## WORK TO COMPLETE
If a line of the records contains the word "entry", list it.

## THE DATA
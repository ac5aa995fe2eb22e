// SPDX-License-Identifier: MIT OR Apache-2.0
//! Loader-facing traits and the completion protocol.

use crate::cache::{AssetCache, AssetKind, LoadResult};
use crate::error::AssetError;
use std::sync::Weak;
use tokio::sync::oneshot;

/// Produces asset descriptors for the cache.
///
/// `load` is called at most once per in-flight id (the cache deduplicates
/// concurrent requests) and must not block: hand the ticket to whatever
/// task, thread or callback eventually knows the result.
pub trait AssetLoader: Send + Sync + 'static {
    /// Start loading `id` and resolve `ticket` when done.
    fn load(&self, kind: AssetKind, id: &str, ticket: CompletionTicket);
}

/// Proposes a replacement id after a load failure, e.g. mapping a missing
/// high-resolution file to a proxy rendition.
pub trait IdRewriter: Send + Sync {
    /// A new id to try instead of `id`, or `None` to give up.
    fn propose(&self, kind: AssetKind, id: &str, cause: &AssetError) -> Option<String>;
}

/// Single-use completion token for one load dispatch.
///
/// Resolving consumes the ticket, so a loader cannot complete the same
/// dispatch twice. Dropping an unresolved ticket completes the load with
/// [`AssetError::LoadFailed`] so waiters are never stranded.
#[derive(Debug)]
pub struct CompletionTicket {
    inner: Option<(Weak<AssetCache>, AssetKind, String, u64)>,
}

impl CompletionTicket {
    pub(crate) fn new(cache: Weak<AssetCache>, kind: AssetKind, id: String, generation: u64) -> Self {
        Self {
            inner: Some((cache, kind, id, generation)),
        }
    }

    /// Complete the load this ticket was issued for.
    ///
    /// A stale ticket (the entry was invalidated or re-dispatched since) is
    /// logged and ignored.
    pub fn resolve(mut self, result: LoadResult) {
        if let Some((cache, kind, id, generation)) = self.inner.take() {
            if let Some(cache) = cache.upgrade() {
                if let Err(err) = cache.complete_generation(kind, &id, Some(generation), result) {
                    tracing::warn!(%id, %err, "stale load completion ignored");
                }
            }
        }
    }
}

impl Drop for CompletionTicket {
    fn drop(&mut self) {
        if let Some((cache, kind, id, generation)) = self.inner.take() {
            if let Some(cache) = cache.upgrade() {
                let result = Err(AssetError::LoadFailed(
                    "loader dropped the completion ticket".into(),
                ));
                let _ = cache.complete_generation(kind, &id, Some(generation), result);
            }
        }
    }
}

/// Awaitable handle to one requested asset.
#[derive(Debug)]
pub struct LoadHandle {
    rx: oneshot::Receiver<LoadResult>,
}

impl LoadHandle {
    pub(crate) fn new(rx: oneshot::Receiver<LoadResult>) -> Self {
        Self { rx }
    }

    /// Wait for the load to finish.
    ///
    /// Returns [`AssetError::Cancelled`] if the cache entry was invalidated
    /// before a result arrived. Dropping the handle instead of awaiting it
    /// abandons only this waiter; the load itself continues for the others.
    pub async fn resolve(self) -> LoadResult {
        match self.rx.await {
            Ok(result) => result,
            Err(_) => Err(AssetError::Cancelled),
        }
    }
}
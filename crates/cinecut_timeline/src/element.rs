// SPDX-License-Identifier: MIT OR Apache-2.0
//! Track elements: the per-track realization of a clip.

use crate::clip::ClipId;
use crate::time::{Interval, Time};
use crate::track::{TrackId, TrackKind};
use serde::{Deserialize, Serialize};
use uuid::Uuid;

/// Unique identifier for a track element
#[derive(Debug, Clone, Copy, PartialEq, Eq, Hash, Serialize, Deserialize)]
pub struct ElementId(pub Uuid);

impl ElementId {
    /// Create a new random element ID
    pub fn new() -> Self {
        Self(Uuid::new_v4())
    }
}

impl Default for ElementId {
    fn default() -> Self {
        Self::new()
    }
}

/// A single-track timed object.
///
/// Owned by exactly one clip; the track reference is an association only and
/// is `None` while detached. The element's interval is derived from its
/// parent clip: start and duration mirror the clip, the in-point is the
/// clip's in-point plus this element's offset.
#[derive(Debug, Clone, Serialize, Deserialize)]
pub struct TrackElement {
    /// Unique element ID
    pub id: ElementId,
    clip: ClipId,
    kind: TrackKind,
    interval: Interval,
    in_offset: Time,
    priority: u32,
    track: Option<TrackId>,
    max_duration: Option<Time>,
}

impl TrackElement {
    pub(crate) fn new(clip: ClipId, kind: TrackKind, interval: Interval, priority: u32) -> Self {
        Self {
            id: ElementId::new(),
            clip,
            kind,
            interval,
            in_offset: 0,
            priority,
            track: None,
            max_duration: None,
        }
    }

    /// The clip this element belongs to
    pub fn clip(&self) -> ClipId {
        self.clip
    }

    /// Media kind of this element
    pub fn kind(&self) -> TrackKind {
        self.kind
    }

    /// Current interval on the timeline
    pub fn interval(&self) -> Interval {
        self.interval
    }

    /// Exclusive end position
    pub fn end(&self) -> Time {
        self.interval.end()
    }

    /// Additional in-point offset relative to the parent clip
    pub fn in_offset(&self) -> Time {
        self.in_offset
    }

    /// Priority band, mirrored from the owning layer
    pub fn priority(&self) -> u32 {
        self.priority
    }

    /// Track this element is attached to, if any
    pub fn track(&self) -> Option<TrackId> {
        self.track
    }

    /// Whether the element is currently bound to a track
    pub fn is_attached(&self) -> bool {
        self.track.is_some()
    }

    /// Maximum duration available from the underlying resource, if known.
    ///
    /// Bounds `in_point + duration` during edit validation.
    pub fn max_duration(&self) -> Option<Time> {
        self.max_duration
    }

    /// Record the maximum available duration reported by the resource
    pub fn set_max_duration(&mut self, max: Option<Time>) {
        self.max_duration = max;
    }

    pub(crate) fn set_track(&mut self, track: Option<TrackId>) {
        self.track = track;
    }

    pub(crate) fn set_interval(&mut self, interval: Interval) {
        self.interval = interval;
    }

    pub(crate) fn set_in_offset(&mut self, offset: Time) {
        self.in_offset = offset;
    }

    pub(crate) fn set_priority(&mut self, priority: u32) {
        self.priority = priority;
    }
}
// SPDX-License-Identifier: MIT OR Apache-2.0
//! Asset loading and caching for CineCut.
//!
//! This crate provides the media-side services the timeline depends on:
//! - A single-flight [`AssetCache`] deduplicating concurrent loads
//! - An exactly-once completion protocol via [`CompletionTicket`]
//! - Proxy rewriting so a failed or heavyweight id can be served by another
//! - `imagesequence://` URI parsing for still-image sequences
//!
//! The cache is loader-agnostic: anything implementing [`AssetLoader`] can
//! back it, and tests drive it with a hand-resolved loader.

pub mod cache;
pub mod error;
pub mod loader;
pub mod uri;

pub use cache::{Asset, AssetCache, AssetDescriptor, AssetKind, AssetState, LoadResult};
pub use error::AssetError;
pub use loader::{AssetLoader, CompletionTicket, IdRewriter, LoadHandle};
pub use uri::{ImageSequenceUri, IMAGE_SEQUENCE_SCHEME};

## ANSWER TO THIS TASK
    /// A stale ticket (the entry was invalidated or re-dispatched since) is
    /// Returns [`AssetError::Cancelled`] if the cache entry was invalidated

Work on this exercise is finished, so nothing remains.